Would doing a 5 gallon PWC (20% roughly) say 3 days in a row stress the corals or impact my benficial bacteria? I see people that do 50% or so changes when they have problems but something that big just scares me.

Another noteworthy item regarding the slightly high nitrAtes is my invert population is thriving and I would expect to see problems out of them first. At any given time, I may have 100's of juvenile stomatellas and trochus snails on the glass. My peppermint shrimp also seem extremely healthy (bigger than most cleaners...LOL) and one has eggs all the time. I wouldn't expect baby snails to survive in anything less than ideal conditions. Since startup I've lost 1 snail total and I'm pretty sure a hermit took him out for the shell.
 
Nitrates of 20 or less is fine for a Reef. You want lower but that isn't easy to get when you feed the tank and have fish and the like going on.

Since you have the JBJ Nano, are you using the sponge in the filter? If you are you need to be rinsing that out weekly with your PWCs. That will hold all kinds of crap that will keep your Nitrates high.

If you are getting readings of 15 for nitrates I say get your fish. Keep up with the weekly water changes though. Increasing the bio load is going to increase the nitrate level. Be prepared.
 
I forgot to mention, I removed all the stock filtration media for LR rubble and ditched the foam after a conversation on here a couple months ago. I do have a bag of Purigen on top of the rubble in the overflow compartment. I have since removed the Nitra-Zorb because I didn't show results after a couple of weeks.

I just don't understand how I even got nitrAtes in the first place. I had a delayed PWC, but with no feeding and no bioload (and good source water), there doesn't seem to be a catalyst. It all occurred 4 months after my cycle which rules out LR die-off and I have lost only 1 small snail in the whole tank eliminating decay as the culprit. How am I so lucky:p

And since it's a pair of Picasso's, I want to err on the safe side. I would love to have 5 ppm again (at least) before I added them, but they may just ahve to deal with my "dirty" water.

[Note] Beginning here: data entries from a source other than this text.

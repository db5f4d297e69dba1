//! Message composition shared by all senders.

use contracts::{ExpectationRow, MailConfig, OutboundMessage};

/// Build the stimulus message for a row.
///
/// `From` and `Subject` come from the row verbatim; recipients from `[mail]`.
pub fn compose_message(row: &ExpectationRow, mail: &MailConfig) -> OutboundMessage {
    let attachment = row.attachment.trim();
    OutboundMessage {
        row_id: row.id.clone(),
        from: row.sender.trim().to_string(),
        to: mail.to_address.clone(),
        cc: mail.cc.clone(),
        bcc: mail.bcc.clone(),
        subject: row.subject.clone(),
        body: row.body.clone(),
        attachment_spec: (!attachment.is_empty()).then(|| attachment.to_string()),
    }
}
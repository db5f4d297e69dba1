//! # Dispatcher
//!
//! 刺激邮件发送模块。
//!
//! 负责：
//! - 为每个启用的行组装 `OutboundMessage`
//! - 在并发上限内发送，单次发送带超时
//! - 发送失败 / 超时 / panic 只影响当前行（`SendFailed`）

pub mod dispatcher;
pub mod error;
pub mod message;
pub mod metrics;
pub mod senders;

pub use contracts::{MessageSender, OutboundMessage};
pub use dispatcher::{skip_rows, DispatchReport, Dispatcher, SendOutcome};
pub use error::DispatcherError;
pub use message::compose_message;
pub use metrics::{MetricsSnapshot, SendMetrics};
pub use senders::{create_sender, ConfiguredSender, LogSender, PickupDirConfig, PickupDirSender};
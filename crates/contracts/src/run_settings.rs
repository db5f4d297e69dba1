//! Resolved runtime settings handed to the dispatcher and the window consumer.
//!
//! These are derived from the blueprint (plus CLI overrides) and carry `Duration`s
//! instead of raw integers.

use std::time::Duration;

/// Default global window timeout
pub const DEFAULT_TIMEOUT: Duration = Duration::from_secs(600);
/// Default idle poll interval
pub const DEFAULT_POLL_INTERVAL: Duration = Duration::from_millis(500);
/// Default max records per poll
pub const DEFAULT_BATCH_SIZE: usize = 100;
/// Default send concurrency
pub const DEFAULT_CONCURRENCY: usize = 4;
/// Default per-send timeout
pub const DEFAULT_SEND_TIMEOUT: Duration = Duration::from_secs(30);

/// Window consumer settings
#[derive(Debug, Clone, Copy, PartialEq, Eq)]
pub struct WindowConfig {
    /// Elapsed time since `run_start` after which pending rows become NotFound
    pub timeout: Duration,

    /// Wait between cycles that yielded nothing eligible
    pub poll_interval: Duration,

    /// Max records requested per poll
    pub batch_size: usize,
}

impl Default for WindowConfig {
    fn default() -> Self {
        Self {
            timeout: DEFAULT_TIMEOUT,
            poll_interval: DEFAULT_POLL_INTERVAL,
            batch_size: DEFAULT_BATCH_SIZE,
        }
    }
}

/// Dispatcher settings
#[derive(Debug, Clone, Copy, PartialEq, Eq)]
pub struct DispatchConfig {
    /// Max in-flight sends
    pub concurrency: usize,

    /// Upper bound for a single send
    pub send_timeout: Duration,
}

impl Default for DispatchConfig {
    fn default() -> Self {
        Self {
            concurrency: DEFAULT_CONCURRENCY,
            send_timeout: DEFAULT_SEND_TIMEOUT,
        }
    }
}
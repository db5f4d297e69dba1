//! ChannelStreamSource - records pushed through an async channel
//!
//! Used for live feeding and for tests that interleave sends with stream records.

use std::sync::Arc;
use std::time::Duration;

use async_channel::{bounded, Receiver, Sender, TryRecvError};
use contracts::{ContractError, RawRecord, StreamSource};
use tracing::{debug, trace};

use crate::metrics::SourceMetrics;

/// Create a channel-backed source and the sender feeding it
pub fn channel_source(
    name: impl Into<String>,
    capacity: usize,
    batch_size: usize,
) -> (Sender<RawRecord>, ChannelStreamSource) {
    let (tx, rx) = bounded(capacity.max(1));
    let source = ChannelStreamSource {
        name: name.into(),
        rx,
        batch_size: batch_size.max(1),
        metrics: Arc::new(SourceMetrics::new()),
    };
    (tx, source)
}

/// Stream source over an `async_channel::Receiver`
pub struct ChannelStreamSource {
    name: String,
    rx: Receiver<RawRecord>,
    batch_size: usize,
    metrics: Arc<SourceMetrics>,
}

impl ChannelStreamSource {
    /// Shared metrics handle
    pub fn metrics(&self) -> Arc<SourceMetrics> {
        Arc::clone(&self.metrics)
    }
}

impl StreamSource for ChannelStreamSource {
    fn name(&self) -> &str {
        &self.name
    }

    /// Wait up to `max_wait` for the first record, then drain without waiting.
    ///
    /// A closed and empty channel yields empty batches; the window decides when to stop.
    async fn poll(&mut self, max_wait: Duration) -> Result<Vec<RawRecord>, ContractError> {
        let first = match tokio::time::timeout(max_wait, self.rx.recv()).await {
            Ok(Ok(record)) => record,
            Ok(Err(_closed)) => {
                trace!(source = %self.name, "Channel closed, nothing buffered");
                self.metrics.record_poll(0);
                return Ok(Vec::new());
            }
            Err(_elapsed) => {
                self.metrics.record_poll(0);
                return Ok(Vec::new());
            }
        };

        let mut batch = Vec::with_capacity(self.batch_size.min(self.rx.len() + 1));
        batch.push(first);
        while batch.len() < self.batch_size {
            match self.rx.try_recv() {
                Ok(record) => batch.push(record),
                Err(TryRecvError::Empty) | Err(TryRecvError::Closed) => break,
            }
        }

        self.metrics.record_poll(batch.len());
        trace!(source = %self.name, records = batch.len(), "Channel batch");
        Ok(batch)
    }

    async fn close(&mut self) -> Result<(), ContractError> {
        let dropped = self.rx.len();
        self.rx.close();
        debug!(source = %self.name, dropped, "Channel source closed");
        Ok(())
    }
}
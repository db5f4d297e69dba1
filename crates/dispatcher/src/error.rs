//! Dispatcher error types

use thiserror::Error;

/// Dispatcher-specific errors
#[derive(Debug, Error)]
pub enum DispatcherError {
    /// Sender creation error
    #[error("failed to create sender '{name}': {message}")]
    SenderCreation { name: String, message: String },

    /// Concurrency limit below 1
    #[error("invalid concurrency limit {0}, must be at least 1")]
    InvalidConcurrency(usize),

    /// Concurrency limiter closed while rows were still queued
    #[error("send limiter closed: {0}")]
    LimiterClosed(String),

    /// Send error (from contract)
    #[error("sender error: {0}")]
    Contract(#[from] contracts::ContractError),

    /// IO error
    #[error("io error: {0}")]
    Io(#[from] std::io::Error),
}

impl DispatcherError {
    /// Create a sender creation error
    pub fn sender_creation(name: impl Into<String>, message: impl Into<String>) -> Self {
        Self::SenderCreation {
            name: name.into(),
            message: message.into(),
        }
    }
}
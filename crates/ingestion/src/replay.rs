//! ReplayFileSource - serves records from a JSON Lines file
//!
//! Each line is `{ "timestamp": RFC3339, "key": optional string, "payload": object | string }`.
//! A line without `timestamp` is stamped when it is polled, so a replay file can stand
//! in for a live topic. String payloads are handed to the decoder verbatim.

use std::path::{Path, PathBuf};
use std::sync::Arc;
use std::time::Duration;

use bytes::Bytes;
use chrono::{DateTime, Utc};
use contracts::{ContractError, RawRecord, StreamConfig, StreamSource};
use serde::Deserialize;
use serde_json::Value;
use tracing::{debug, info, instrument, warn};

use crate::error::{IngestionError, Result};
use crate::metrics::SourceMetrics;

#[derive(Debug, Deserialize)]
struct ReplayLine {
    #[serde(default)]
    timestamp: Option<DateTime<Utc>>,
    #[serde(default)]
    key: Option<String>,
    payload: Value,
}

/// Stream source replaying a JSON Lines file
pub struct ReplayFileSource {
    name: String,
    path: PathBuf,
    lines: Vec<String>,
    cursor: usize,
    batch_size: usize,
    metrics: Arc<SourceMetrics>,
}

impl ReplayFileSource {
    /// Read the whole file up front
    #[instrument(name = "replay_source_open", skip_all, fields(path = %path.as_ref().display()))]
    pub async fn open(
        name: impl Into<String>,
        path: impl AsRef<Path>,
        batch_size: usize,
    ) -> Result<Self> {
        let path = path.as_ref().to_path_buf();
        let content = tokio::fs::read_to_string(&path)
            .await
            .map_err(|source| IngestionError::ReplayOpen {
                path: path.display().to_string(),
                source,
            })?;
        let lines: Vec<String> = content
            .lines()
            .map(str::trim)
            .filter(|line| !line.is_empty())
            .map(str::to_string)
            .collect();

        info!(lines = lines.len(), "Replay file loaded");
        Ok(Self {
            name: name.into(),
            path,
            lines,
            cursor: 0,
            batch_size: batch_size.max(1),
            metrics: Arc::new(SourceMetrics::new()),
        })
    }

    /// Open from the `[stream]` section (`params.path`)
    pub async fn from_config(config: &StreamConfig) -> Result<Self> {
        let name = if config.topic.is_empty() {
            "replay_file".to_string()
        } else {
            config.topic.clone()
        };
        let path = config
            .params
            .get("path")
            .filter(|path| !path.trim().is_empty())
            .ok_or_else(|| IngestionError::MissingParam {
                source_name: name.clone(),
                param: "path",
            })?;
        Self::open(name, path, config.batch_size).await
    }

    /// Shared metrics handle
    pub fn metrics(&self) -> Arc<SourceMetrics> {
        Arc::clone(&self.metrics)
    }

    /// Lines not yet served
    pub fn remaining(&self) -> usize {
        self.lines.len().saturating_sub(self.cursor)
    }

    fn parse_line(&self, line_no: usize, line: &str) -> Option<RawRecord> {
        let parsed: ReplayLine = match serde_json::from_str(line) {
            Ok(parsed) => parsed,
            Err(e) => {
                warn!(
                    path = %self.path.display(),
                    line = line_no + 1,
                    error = %e,
                    "Skipping malformed replay line"
                );
                self.metrics.record_malformed();
                return None;
            }
        };

        let payload = match parsed.payload {
            Value::String(text) => Bytes::from(text),
            other => Bytes::from(other.to_string()),
        };
        Some(RawRecord {
            timestamp: parsed.timestamp.unwrap_or_else(Utc::now),
            key: parsed.key,
            payload,
        })
    }
}

impl StreamSource for ReplayFileSource {
    fn name(&self) -> &str {
        &self.name
    }

    async fn poll(&mut self, max_wait: Duration) -> std::result::Result<Vec<RawRecord>, ContractError> {
        if self.cursor >= self.lines.len() {
            // Exhausted: behave like an idle topic.
            tokio::time::sleep(max_wait).await;
            self.metrics.record_poll(0);
            return Ok(Vec::new());
        }

        let end = (self.cursor + self.batch_size).min(self.lines.len());
        let batch: Vec<RawRecord> = (self.cursor..end)
            .filter_map(|idx| self.parse_line(idx, &self.lines[idx]))
            .collect();
        self.cursor = end;

        self.metrics.record_poll(batch.len());
        debug!(source = %self.name, records = batch.len(), remaining = self.remaining(), "Replay batch");
        Ok(batch)
    }

    async fn close(&mut self) -> std::result::Result<(), ContractError> {
        debug!(source = %self.name, unread = self.remaining(), "Replay source closed");
        self.lines.clear();
        self.cursor = 0;
        Ok(())
    }
}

I've also been skimming wet since the rise to pull the most I can out and upgraded the stock airstone skimmer to a Aqua C Remora.

I've been avoiding the use of carbon since it pulls trace too, but would it be worth a shot at this point?
 
The corals are going to show effects from the nitrates before the fish. at 15ppm you are fine for adding the fish. From what you said it sounds like you are doing everything you can to eliminate the nitrates. The only source I can think of is your salt mix. Even though they all pretty much claim no nitrates and no phosphates it is possible to get nitrates from your mix.
 
Have you tried another brand of test kit? NO3 kits are notorious for false readings. Aside from that it sounds like you are doing everything right. During your next water change I suggest removing the LR rubble from the filtration compartments and sucking the water out of them. Rinse the rubble in the SW from the water change and replace it. I do this a couple times a year in my 12gal nano just to remove the build up fo detritus.
 
Yep, confirmed with dual tests. I packed my rubble into the empty multi-compartment media holder and I remove the whole thing ever so often and rinse with waste water during PWC's. There's some nasty stuff that collects in that rubble for sure. I'm about to do a series of 5 gallon PWC's several days in a row and see what happens. Just placed a twin-spot goby in there and he's already sifting away and seems to be happy. Pick up the Picasso's Saturday:D
 
15 is not that bad. Yes 0 is the goal but you dont know how many folks wish they had 15 ppm nitrates.
 
I have since removed the Nitra-Zorb because I didn't show results after a couple of weeks.

You have to recharge the nitra-zorb bags every 24 hours or so. leaving it in the tank for weeks on end is useless since in about 24-48 hours, it's "full".
If you keep recharging the nitra-zorb bag once a day, it will knock down your ppm counts unless of course you have an overpopulated tank thats pooping up a storm so fast nothing can keep up.